• Dataset excerpts

################

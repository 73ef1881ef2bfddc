//! Stack machine executing a linked image.

use std::cell::RefCell;
use std::rc::Rc;

use neoil_bytecode::{InstructionView, Opcode, SlotKind, StackItemType, decode, slot_of};

use super::error::RuntimeError;
use super::frame::{Frame, slot};
use super::item::StackItem;
use super::trace::{NoopTracer, Tracer};

/// Runtime limits for one invocation.
#[derive(Clone, Copy, Debug)]
pub struct FuelLimits {
    /// Maximum instructions executed (default: 1,000,000).
    pub(crate) exec_fuel: u32,
    /// Maximum call depth (default: 1,024).
    pub(crate) recursion_limit: u32,
    /// Maximum evaluation stack size (default: 2,048).
    pub(crate) stack_limit: u32,
}

impl Default for FuelLimits {
    fn default() -> Self {
        Self {
            exec_fuel: 1_000_000,
            recursion_limit: 1024,
            stack_limit: 2048,
        }
    }
}

impl FuelLimits {
    pub fn new() -> Self {
        Self::default()
    }

    pub fn exec_fuel(mut self, fuel: u32) -> Self {
        self.exec_fuel = fuel;
        self
    }

    pub fn recursion_limit(mut self, limit: u32) -> Self {
        self.recursion_limit = limit;
        self
    }

    pub fn stack_limit(mut self, limit: u32) -> Self {
        self.stack_limit = limit;
        self
    }

    pub fn get_exec_fuel(&self) -> u32 {
        self.exec_fuel
    }
    pub fn get_recursion_limit(&self) -> u32 {
        self.recursion_limit
    }
    pub fn get_stack_limit(&self) -> u32 {
        self.stack_limit
    }
}

/// Event raised through `System.Runtime.Notify`.
#[derive(Debug, Clone, PartialEq)]
pub struct Notification {
    pub name: String,
    pub state: Vec<StackItem>,
}

pub(super) enum Flow {
    Next,
    Jump(u32),
    Halt,
}

/// Executor for one program image.
///
/// Static slots persist across invocations; the initializer, when set, runs
/// once before the first invocation.
pub struct VM<'s> {
    pub(super) script: &'s [u8],
    initializer: Option<u32>,
    initialized: bool,
    pub(super) limits: FuelLimits,
    pub(super) statics: Option<Vec<StackItem>>,
    pub(super) stack: Vec<StackItem>,
    pub(super) frames: Vec<Frame>,
    pub(super) ip: u32,
    exec_fuel: u32,
    pub(super) notifications: Vec<Notification>,
    pub(super) logs: Vec<String>,
}

/// Builder for VM instances.
pub struct VMBuilder<'s> {
    script: &'s [u8],
    initializer: Option<u32>,
    limits: FuelLimits,
}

################

• Problem to work on
Please output only the lines from the first line of the entries through the line with "pub struct FuelLimits", both included, exactly as written.

• Solution to this problem
repository 73ef1881ef2bfddc
//! Stack machine executing a linked image.

use std::cell::RefCell;
use std::rc::Rc;

use neoil_bytecode::{InstructionView, Opcode, SlotKind, StackItemType, decode, slot_of};

use super::error::RuntimeError;
use super::frame::{Frame, slot};
use super::item::StackItem;
use super::trace::{NoopTracer, Tracer};

/// Runtime limits for one invocation.
#[derive(Clone, Copy, Debug)]
pub struct FuelLimits {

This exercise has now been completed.